Does keeping the lids on hinder my light output? I get frequent calcium buildup on the lids and I am wondering if I remove the lids completely, will I get better light penetration to the bottom of the tank?


----------



## John N. (Dec 11, 2005)

If the lids are constantly clouded by the buildup and splashing it will hinder the light entering the tank. That's one of the reasons why I decided not to use glass tops on my tanks. When the glass is perfectly clean, the light blocked is minimal.

-John N.


----------



## Jimbo205 (Feb 2, 2006)

Is the weather where you live typically cold or warm? 
In the northeast, it can be extremely cold for 6 months of the year, and with heating costs being what they can be, keeping a glass cover on can keep more of the heat in the tank. 
If where you live is like summer all year long, then that would be irrelevant and you would not need the glass cover unless your fish or shrimp try to jump out.


----------



## eklikewhoa (Jul 24, 2006)

i keep mine on due to evaporation and we have the a/c blowing cold in the house so the open top would cause heating issues inside the tank


----------



## 247Plants (Mar 23, 2006)

I go topless whenever I can....


----------



## vollman1 (Jul 25, 2006)

If your critters won't escape, topless gets my vote.


----------



## rich311k (Jun 24, 2006)

I run my tanks topless.


----------



## werner (Jul 6, 2006)

So what do you guys do with your lights? Hang them, or just ignore the "not for use over open water" warning?


----------



## John N. (Dec 11, 2005)

werner said:


> So what do you guys do with your lights? Hang them, or just ignore the "not for use over open water" warning?


LOL. For myself, I ignore the warning. But I put my electronic equipment on a GFCI outlets in case of water shocks. My lights are on legs or mounted 6 inches in a wooden canopy. FYI: if you look at your surge protectors which I'm sure most people are using for their aquariums, they have that warning too. 

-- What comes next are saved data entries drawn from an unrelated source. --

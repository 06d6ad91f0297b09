//! Raw key/button state to wire input frames.
//!
//! Pure, testable mapping; the device binding layer that fills
//! `RawButtons` is an external collaborator.

use net_core::command::{
    BTN_CROUCH, BTN_DASH, BTN_GRAPPLE, BTN_JUMP, BTN_SPRINT, BTN_SWING, InputFrame,
};

#[derive(Clone, Copy, Debug, Default, PartialEq, Eq)]
pub struct RawButtons {
    pub w: bool,
    pub s: bool,
    pub a: bool,
    pub d: bool,
    pub shift: bool,
    pub ctrl: bool,
    pub space: bool,
    pub dash: bool,
    pub grapple: bool,
    pub swing: bool,
}

/// Movement intent: x strafes right, y pushes forward; opposite keys cancel.
#[must_use]
pub fn move_axes(raw: RawButtons) -> [f32; 2] {
    let x = f32::from(i8::from(raw.d) - i8::from(raw.a));
    let y = f32::from(i8::from(raw.w) - i8::from(raw.s));
    [x, y]
}

/// Pack held buttons into the wire bit set.
#[must_use]
pub fn button_bits(raw: RawButtons) -> u8 {
    let mut bits = 0;
    if raw.shift {
        bits |= BTN_SPRINT;
    }
    if raw.ctrl {
        bits |= BTN_CROUCH;
    }
    if raw.space {
        bits |= BTN_JUMP;
    }
    if raw.dash {
        bits |= BTN_DASH;
    }
    if raw.grapple {
        bits |= BTN_GRAPPLE;
    }
    if raw.swing {
        bits |= BTN_SWING;
    }
    bits
}

/// Sequenced frame builder for the owning player.
#[derive(Debug, Default)]
pub struct FrameEncoder {
    next_seq: u32,
}

impl FrameEncoder {
    /// Build the next frame from raw state and the camera aim direction.
    pub fn frame(&mut self, raw: RawButtons, look: [f32; 3]) -> InputFrame {
        self.next_seq += 1;
        InputFrame {
            seq: self.next_seq,
            mov: move_axes(raw),
            look,
            buttons: button_bits(raw),
        }
    }
}
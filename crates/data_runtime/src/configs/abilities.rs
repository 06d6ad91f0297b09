//! Ability tuning: dash, pull-grapple, swing, mantle.

use serde::Deserialize;

#[derive(Debug, Clone, Copy, Deserialize)]
#[serde(default)]
pub struct DashCfg {
    /// Seconds the boost is considered active (friction suspended).
    pub duration: f32,
    pub cooldown: f32,
    /// Additive horizontal speed applied in the input direction (m/s).
    pub boost: f32,
    /// Minimum input magnitude to accept a dash trigger.
    pub min_input: f32,
}

impl Default for DashCfg {
    fn default() -> Self {
        Self {
            duration: 0.05,
            cooldown: 2.0,
            boost: 12.0,
            min_input: 0.1,
        }
    }
}

#[derive(Debug, Clone, Copy, Deserialize)]
#[serde(default)]
pub struct GrappleCfg {
    /// Max anchor distance for the trigger raycast (m).
    pub range: f32,
    /// Fixed pull speed toward the anchor (m/s).
    pub pull_speed: f32,
    /// Early-exit distance to the anchor (m).
    pub arrive_radius: f32,
    /// Hard cap on active pull time (s).
    pub max_duration: f32,
    pub cooldown: f32,
    /// Multiplier on the final pull-direction velocity at exit.
    pub exit_boost: f32,
}

impl Default for GrappleCfg {
    fn default() -> Self {
        Self {
            range: 30.0,
            pull_speed: 25.0,
            arrive_radius: 1.0,
            max_duration: 3.0,
            cooldown: 4.0,
            exit_boost: 1.3,
        }
    }
}

#[derive(Debug, Clone, Copy, Deserialize)]
#[serde(default)]
pub struct SwingCfg {
    /// Max anchor distance for the trigger raycast (m).
    pub range: f32,
    /// Downward clearance that ends the swing near the ground (m).
    pub ground_clearance: f32,
}

impl Default for SwingCfg {
    fn default() -> Self {
        Self {
            range: 25.0,
            ground_clearance: 1.2,
        }
    }
}

#[derive(Debug, Clone, Copy, Deserialize)]
#[serde(default)]
pub struct MantleCfg {
    /// Ledge height window relative to the feet (m).
    pub min_ledge: f32,
    pub max_ledge: f32,
    /// Forward reach of the ledge scan (m).
    pub reach: f32,
    /// Scripted motion length (s).
    pub duration: f32,
    /// Fraction of the duration after which the forward ease begins.
    pub forward_start: f32,
}

impl Default for MantleCfg {
    fn default() -> Self {
        Self {
            min_ledge: 0.8,
            max_ledge: 2.5,
            reach: 0.75,
            duration: 0.3,
            forward_start: 0.4,
        }
    }
}

/// All four ability tunings as loaded from `data/config/abilities.json`.
#[derive(Debug, Clone, Copy, Default, Deserialize)]
#[serde(default)]
pub struct AbilitiesCfg {
    pub dash: DashCfg,
    pub grapple: GrappleCfg,
    pub swing: SwingCfg,
    pub mantle: MantleCfg,
}
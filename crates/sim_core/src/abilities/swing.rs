//! Swing grapple: constrained pendulum around a raycast anchor.

use super::Phase;
use crate::collision::CollisionQuery;
use crate::pawn::Pawn;
use data_runtime::configs::abilities::SwingCfg;
use glam::Vec3;

#[derive(Debug, Clone, Copy, Default, PartialEq)]
pub struct SwingState {
    pub phase: Phase,
    pub anchor: Option<Vec3>,
    pub rope_len: f32,
}

impl SwingState {
    /// Attempt to latch a swing anchor. Airborne only.
    pub fn try_trigger(
        &mut self,
        cfg: &SwingCfg,
        pawn: &Pawn,
        look: Vec3,
        world: &dyn CollisionQuery,
    ) -> bool {
        if self.phase != Phase::Idle || pawn.grounded {
            return false;
        }
        let look = look.normalize_or_zero();
        if look == Vec3::ZERO {
            return false;
        }
        let Some(hit) = world.raycast(pawn.eye(), look, cfg.range) else {
            return false;
        };
        if !hit.grappleable {
            return false;
        }
        self.anchor = Some(hit.point);
        self.rope_len = (pawn.center() - hit.point).length().max(1.0);
        self.phase = Phase::Active;
        true
    }

    /// One pendulum tick: tangential gravity only, radial velocity stripped,
    /// position re-projected onto the rope sphere. Integrates the pawn
    /// itself; ends on ground proximity with velocity kept as-is.
    pub fn tick(
        &mut self,
        cfg: &SwingCfg,
        pawn: &mut Pawn,
        world: &dyn CollisionQuery,
        gravity_eff: f32,
        dt: f32,
    ) {
        if self.phase != Phase::Active {
            return;
        }
        let near_ground = world
            .raycast(
                pawn.pos + Vec3::new(0.0, 0.05, 0.0),
                Vec3::NEG_Y,
                cfg.ground_clearance,
            )
            .is_some();
        if near_ground {
            self.release();
            return;
        }
        let Some(anchor) = self.anchor else {
            self.release();
            return;
        };
        let radial = (pawn.center() - anchor).normalize_or_zero();
        let mut v = pawn.vel3();
        let g = Vec3::new(0.0, -gravity_eff, 0.0);
        v += (g - radial * g.dot(radial)) * dt;
        v -= radial * v.dot(radial);
        let mut center = pawn.center() + v * dt;
        let off = center - anchor;
        center = anchor + off.normalize_or_zero() * self.rope_len;
        pawn.pos = center - Vec3::new(0.0, pawn.height * 0.5, 0.0);
        pawn.set_vel3(v);
    }

    /// Rope release: straight back to idle, no cooldown, velocity kept.
    pub fn release(&mut self) {
        self.phase = Phase::Idle;
        self.anchor = None;
        self.rope_len = 0.0;
    }
}
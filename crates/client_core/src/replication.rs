//! Client replication buffer.
//!
//! Buffers incoming framed snapshot messages and applies them with
//! per-field ordering: each player record and the hopball carry state carry
//! their own sequence, and stale deliveries drop silently. Cross-field
//! atomicity is deliberately not promised: a kill-feed entry may land a
//! frame before or after the victim's dead flag, and readers tolerate it.

use net_core::frame;
use net_core::replicated::ReplicaSlot;
use net_core::snapshot::{
    HopballMsg, KillFeedMsg, PlayerStateMsg, SnapshotDecode, TAG_HOPBALL, TAG_KILL_FEED,
    TAG_PLAYER_STATE,
};
use std::collections::HashMap;

#[derive(Default)]
pub struct ReplicationBuffer {
    players: HashMap<u32, ReplicaSlot<PlayerStateMsg>>,
    pub hopball: ReplicaSlot<HopballMsg>,
    /// Kill feed entries since the last drain.
    kill_feed: Vec<KillFeedMsg>,
}

impl ReplicationBuffer {
    /// Apply a buffer of back-to-back frames. Returns how many messages
    /// changed local state; undecodable bytes are skipped, not fatal.
    pub fn apply_frames(&mut self, bytes: &[u8]) -> usize {
        let Ok(msgs) = frame::split_msgs(bytes) else {
            return 0;
        };
        msgs.into_iter()
            .filter(|payload| self.apply_message(payload))
            .count()
    }

    /// Apply a single unframed message. Returns whether anything changed.
    pub fn apply_message(&mut self, payload: &[u8]) -> bool {
        match payload.first() {
            Some(&TAG_PLAYER_STATE) => {
                let mut slice = payload;
                let Ok(msg) = PlayerStateMsg::decode(&mut slice) else {
                    return false;
                };
                self.players
                    .entry(msg.id)
                    .or_default()
                    .apply(msg.seq, msg)
            }
            Some(&TAG_HOPBALL) => {
                let mut slice = payload;
                let Ok(msg) = HopballMsg::decode(&mut slice) else {
                    return false;
                };
                self.hopball.apply(msg.seq, msg)
            }
            Some(&TAG_KILL_FEED) => {
                let mut slice = payload;
                let Ok(msg) = KillFeedMsg::decode(&mut slice) else {
                    return false;
                };
                self.kill_feed.push(msg);
                true
            }
            _ => false,
        }
    }

    #[must_use]
    pub fn player(&self, id: u32) -> Option<PlayerStateMsg> {
        self.players.get(&id).and_then(ReplicaSlot::get)
    }

    pub fn players(&self) -> impl Iterator<Item = PlayerStateMsg> + '_ {
        self.players.values().filter_map(ReplicaSlot::get)
    }

    /// Drain kill feed entries accumulated since the last call.
    pub fn drain_kill_feed(&mut self) -> Vec<KillFeedMsg> {
        std::mem::take(&mut self.kill_feed)
    }
}
//! Client half of the hopball two-phase equip protocol.
//!
//! A pickup shows the local carry visual immediately (owner prediction) and
//! sends the request; the authority's carry snapshot is the truth that
//! either confirms it or rolls it back. Drops send the *visual* carry
//! transform so the authoritative rest position matches what everyone was
//! already seeing; the physics impulse is enabled only after confirmation.

use net_core::command::ClientCmd;
use net_core::snapshot::HopballMsg;

/// What the carry-visual presentation should show this frame.
#[derive(Debug, Clone, Copy, PartialEq)]
pub enum CarryVisual {
    Dropped { pos: [f32; 3], yaw: f32 },
    /// Held by the local player. `confirmed` distinguishes the optimistic
    /// window from the authoritative state (holder vs. observer treatments
    /// differ, and an unconfirmed visual must not enable physics).
    HeldByMe { confirmed: bool },
    HeldByOther { holder: u32 },
}

pub struct HopballClient {
    my_id: u32,
    optimistic: bool,
    last: Option<HopballMsg>,
}

impl HopballClient {
    #[must_use]
    pub fn new(my_id: u32) -> Self {
        Self {
            my_id,
            optimistic: false,
            last: None,
        }
    }

    /// Optimistically equip and build the request command.
    pub fn request_pickup(&mut self, ball_pos: [f32; 3]) -> ClientCmd {
        self.optimistic = true;
        ClientCmd::HopballPickup { pos: ball_pos }
    }

    /// Build a drop request from the current visual carry transform.
    pub fn request_drop(&mut self, visual_pos: [f32; 3], yaw: f32, vel: [f32; 3]) -> ClientCmd {
        // The local visual ends now; the authority confirms the rest pose.
        self.optimistic = false;
        ClientCmd::HopballDrop {
            pos: visual_pos,
            yaw,
            vel,
        }
    }

    /// Feed the latest authoritative carry state. A snapshot that shows
    /// someone else holding (or the ball still down) rolls the optimistic
    /// visual back; the losing request is never retried.
    pub fn on_replicated(&mut self, msg: HopballMsg) {
        if self.optimistic && msg.holder != 0 {
            self.optimistic = false;
        }
        if self.optimistic && self.last.is_some_and(|prev| prev.seq < msg.seq) {
            // The authority spoke after our request and we are not holding.
            self.optimistic = false;
        }
        self.last = Some(msg);
    }

    /// Current presentation state.
    #[must_use]
    pub fn visual(&self) -> Option<CarryVisual> {
        if let Some(msg) = self.last {
            if msg.holder == self.my_id {
                return Some(CarryVisual::HeldByMe { confirmed: true });
            }
            if msg.holder != 0 {
                return Some(CarryVisual::HeldByOther { holder: msg.holder });
            }
        }
        if self.optimistic {
            return Some(CarryVisual::HeldByMe { confirmed: false });
        }
        self.last.map(|msg| CarryVisual::Dropped {
            pos: msg.pos,
            yaw: msg.yaw,
        })
    }
}

#[cfg(test)]
mod tests {
    use super::*;

    fn dropped(seq: u32) -> HopballMsg {
        HopballMsg {
            seq,
            holder: 0,
            pos: [1.0, 0.5, 0.0],
            yaw: 0.0,
        }
    }

    fn held_by(seq: u32, holder: u32) -> HopballMsg {
        HopballMsg {
            seq,
            holder,
            pos: [0.0; 3],
            yaw: 0.0,
        }
    }

    #[test]
    fn optimistic_visual_confirms_on_equip() {
        let mut hb = HopballClient::new(7);
        hb.on_replicated(dropped(1));
        let _ = hb.request_pickup([1.0, 0.5, 0.0]);
        assert_eq!(hb.visual(), Some(CarryVisual::HeldByMe { confirmed: false }));
        hb.on_replicated(held_by(2, 7));
        assert_eq!(hb.visual(), Some(CarryVisual::HeldByMe { confirmed: true }));
    }

    #[test]
    fn losing_request_rolls_back_to_the_winner() {
        let mut hb = HopballClient::new(7);
        hb.on_replicated(dropped(1));
        let _ = hb.request_pickup([1.0, 0.5, 0.0]);
        hb.on_replicated(held_by(2, 9));
        assert_eq!(hb.visual(), Some(CarryVisual::HeldByOther { holder: 9 }));
    }

    #[test]
    fn authoritative_silence_after_request_rolls_back() {
        let mut hb = HopballClient::new(7);
        hb.on_replicated(dropped(3));
        let _ = hb.request_pickup([1.0, 0.5, 0.0]);
        // A newer dropped snapshot means the authority ignored us.
        hb.on_replicated(dropped(4));
        assert_eq!(
            hb.visual(),
            Some(CarryVisual::Dropped {
                pos: [1.0, 0.5, 0.0],
                yaw: 0.0
            })
        );
    }
}
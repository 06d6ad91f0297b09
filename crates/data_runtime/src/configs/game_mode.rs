//! Game-mode switches consulted by the damage/tag pipeline.

use serde::Deserialize;
use std::collections::HashMap;

#[derive(Debug, Clone, Copy, Default, Deserialize)]
#[serde(default)]
pub struct GameModeCfg {
    pub team_based: bool,
    /// Damage transfers the tag flag instead of depleting health.
    pub tag_mode: bool,
    pub friendly_fire: bool,
    /// Whether the hopball objective spawns in this mode.
    pub hopball: bool,
}

/// Named modes as loaded from `data/config/game_modes.json`.
#[derive(Debug, Clone, Default, Deserialize)]
pub struct GameModes {
    #[serde(flatten)]
    pub modes: HashMap<String, GameModeCfg>,
}

impl GameModes {
    #[must_use]
    pub fn get(&self, name: &str) -> Option<GameModeCfg> {
        self.modes.get(name).copied()
    }
}
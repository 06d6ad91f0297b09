//! Ordered tick schedule over the player store, with per-tick event buses.
//!
//! One authoritative simulation step per network tick. Every delay in the
//! core (ability durations, cooldowns, respawns) is countdown state advanced
//! here, never a blocking wait, so one stalled player can never stall the
//! shared simulation.

use crate::ServerState;
use crate::events::GameEvent;
use crate::hopball::Hopball;
use crate::player::{BodyPart, PlayerId, WORLD_ATTACKER};
use glam::Vec3;
use net_core::command::ClientCmd;
use net_core::frame;
use net_core::snapshot::{PlayerStateMsg, SnapshotEncode};
use sim_core::abilities::AbilityKind;
use sim_core::input::resolve_frame;
use sim_core::step::SimCfg;
use sim_core::simulate;

/// Everything below this height is out of bounds.
const KILL_Y: f32 = -50.0;

/// Damage staged for this tick, applied in arrival order.
#[derive(Debug, Clone, Copy)]
pub struct DamageEvent {
    pub target: PlayerId,
    pub attacker: PlayerId,
    pub amount: f32,
    pub hit_point: Vec3,
    pub hit_dir: Vec3,
    pub body_part: BodyPart,
}

/// Per-tick scratch state.
#[derive(Default)]
pub struct Ctx {
    pub dt: f32,
    pub dmg: Vec<DamageEvent>,
}

impl Ctx {
    #[must_use]
    pub fn new(dt: f32) -> Self {
        Self {
            dt,
            dmg: Vec::new(),
        }
    }
}

pub struct Schedule;

impl Schedule {
    pub fn run(&mut self, srv: &mut ServerState, ctx: &mut Ctx) {
        ingest_commands(srv);
        simulate_players(srv, ctx.dt);
        world_kill_plane(srv, ctx);
        tag_accrue(srv, ctx.dt);
        apply_damage_events(srv, ctx);
        respawn_players(srv, ctx.dt);
        regen_health(srv, ctx.dt);
        expire_assists(srv);
        emit_snapshots(srv);
    }
}

/// Fixed system order, exposed so ordering is testable by name.
#[must_use]
pub fn system_names_for_test() -> &'static [&'static str] {
    &[
        "ingest_commands",
        "simulate_players",
        "world_kill_plane",
        "tag_accrue",
        "apply_damage_events",
        "respawn_players",
        "regen_health",
        "expire_assists",
        "emit_snapshots",
    ]
}

/// Decode queued client commands in arrival order. Input frames older than
/// the last applied sequence are dropped; requests route to their
/// authority-side handlers.
fn ingest_commands(srv: &mut ServerState) {
    let cmds = std::mem::take(&mut srv.pending_cmds);
    for (from, cmd) in cmds {
        match cmd {
            ClientCmd::Input(f) => {
                if let Some(p) = srv.players.get_mut(from) {
                    if f.seq <= p.last_input_seq && p.last_input_seq != 0 {
                        continue;
                    }
                    let sample = resolve_frame(&mut p.edges, &f);
                    p.input = sample;
                    p.last_input_seq = f.seq;
                }
            }
            ClientCmd::HopballPickup { pos } => {
                crate::hopball::request_pickup(srv, from, Vec3::from_array(pos));
            }
            ClientCmd::HopballDrop { pos, yaw, vel: _ } => {
                crate::hopball::request_drop(srv, from, Vec3::from_array(pos), yaw);
            }
        }
    }
}

/// Run the shared simulation step for every living player and emit the
/// presentation events for what changed.
fn simulate_players(srv: &mut ServerState, dt: f32) {
    let cfg = SimCfg {
        movement: &srv.movement_cfg,
        abilities: &srv.abilities_cfg,
    };
    let world: &dyn sim_core::CollisionQuery = &*srv.world;
    for p in srv.players.iter_mut() {
        if p.dead {
            continue;
        }
        let prev_phases = p.abilities.phases();
        let prev_crouch = p.pawn.crouching;
        let prev_vel = p.pawn.vel3();
        let input = p.input;
        simulate(&mut p.pawn, &mut p.abilities, &input, &cfg, world, dt);
        // One-shot edges are consumed by the step they were sampled for.
        p.input.jump = false;
        p.input.dash = false;
        p.input.grapple = false;

        let phases = p.abilities.phases();
        const KINDS: [AbilityKind; 4] = [
            AbilityKind::Dash,
            AbilityKind::Grapple,
            AbilityKind::Swing,
            AbilityKind::Mantle,
        ];
        for (i, kind) in KINDS.iter().enumerate() {
            if phases[i] != prev_phases[i] {
                srv.events.push(GameEvent::AbilityChanged {
                    id: p.id,
                    which: *kind,
                    phase: phases[i],
                });
            }
        }
        if p.pawn.crouching != prev_crouch {
            srv.events.push(GameEvent::CrouchChanged {
                id: p.id,
                crouching: p.pawn.crouching,
            });
        }
        if (p.pawn.vel3() - prev_vel).length() > 0.01 {
            srv.events.push(GameEvent::VelocityChanged {
                id: p.id,
                vel: p.pawn.vel3(),
            });
        }
    }
}

/// Stage lethal out-of-bounds damage for anyone below the kill plane.
fn world_kill_plane(srv: &mut ServerState, ctx: &mut Ctx) {
    let amount = srv.combat_cfg.max_health;
    for p in srv.players.iter() {
        if !p.dead && p.pawn.pos.y < KILL_Y {
            ctx.dmg.push(DamageEvent {
                target: p.id,
                attacker: WORLD_ATTACKER,
                amount,
                hit_point: p.pawn.pos,
                hit_dir: Vec3::NEG_Y,
                body_part: BodyPart::Body,
            });
        }
    }
}

fn tag_accrue(srv: &mut ServerState, dt: f32) {
    crate::tag::accrue(srv, dt);
}

fn apply_damage_events(srv: &mut ServerState, ctx: &mut Ctx) {
    for d in std::mem::take(&mut ctx.dmg) {
        let _ = srv.apply_damage(
            d.target,
            d.attacker,
            d.amount,
            d.hit_point,
            d.hit_dir,
            d.body_part,
        );
    }
}

fn respawn_players(srv: &mut ServerState, dt: f32) {
    crate::health::respawn_players(srv, dt);
}

fn regen_health(srv: &mut ServerState, dt: f32) {
    crate::health::regen_health(srv, dt);
}

fn expire_assists(srv: &mut ServerState) {
    let window = srv.combat_cfg.assist_window;
    let now = srv.time_s;
    srv.assists.expire(now, window);
}

/// Frame the per-player records, the hopball carry state when it changed,
/// and any kill-feed entries into the broadcast outbox.
fn emit_snapshots(srv: &mut ServerState) {
    let mut scratch = Vec::new();
    for p in srv.players.iter_mut() {
        p.repl_seq = p.repl_seq.wrapping_add(1);
        let time_tagged = p.time_tagged_s.max(0.0) as u32;
        let msg = PlayerStateMsg {
            id: p.id.0,
            seq: p.repl_seq,
            ack_input: p.last_input_seq,
            pos: p.pawn.pos.to_array(),
            vel_h: p.pawn.vel_h.to_array(),
            vel_v: p.pawn.vel_v,
            yaw: p.pawn.yaw,
            health: p.health,
            flags: p.flags(),
            phases: p.abilities.phases_wire(),
            kills: u16::try_from(p.kills.min(u32::from(u16::MAX))).unwrap_or(u16::MAX),
            deaths: u16::try_from(p.deaths.min(u32::from(u16::MAX))).unwrap_or(u16::MAX),
            assists: u16::try_from(p.assists.min(u32::from(u16::MAX))).unwrap_or(u16::MAX),
            time_tagged,
        };
        scratch.clear();
        msg.encode(&mut scratch);
        let mut framed = Vec::new();
        frame::write_msg(&mut framed, &scratch);
        srv.outbox.push(framed);
    }
    let ball_msg = srv.hopball.as_mut().and_then(Hopball::take_snapshot);
    if let Some(msg) = ball_msg {
        scratch.clear();
        msg.encode(&mut scratch);
        let mut framed = Vec::new();
        frame::write_msg(&mut framed, &scratch);
        srv.outbox.push(framed);
    }
    for kf in std::mem::take(&mut srv.pending_kill_feed) {
        scratch.clear();
        kf.encode(&mut scratch);
        let mut framed = Vec::new();
        frame::write_msg(&mut framed, &scratch);
        srv.outbox.push(framed);
    }
}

I'm weary of having things hang from the ceiling. I'm afraid I might mount and screw it incorrectly and have it fall in. But I might give it a try sooner or later.

-John N.


----------



## Salt (Apr 5, 2005)

The glass lids will have an effect on dissolved oxygen (DO). If you cover the tank with a glass lid, you will need aeration running 24/7 to keep the levels up.

Plants will not be enough, no matter how many you have in there.

My own opinion, based on my own testing using three tanks and a DO meter.


----------



## John N. (Dec 11, 2005)

Salt, that makes sense. But with the lower dissolved O2 levels caused by having a lid (from your observation and general intuition) doesn't seem to have an effect on fish and shrimp from what I observed. I had a tank with a lid on it for a year, and never had any dead fish as a result. I only removed the lid, because it was easier to manage the tank.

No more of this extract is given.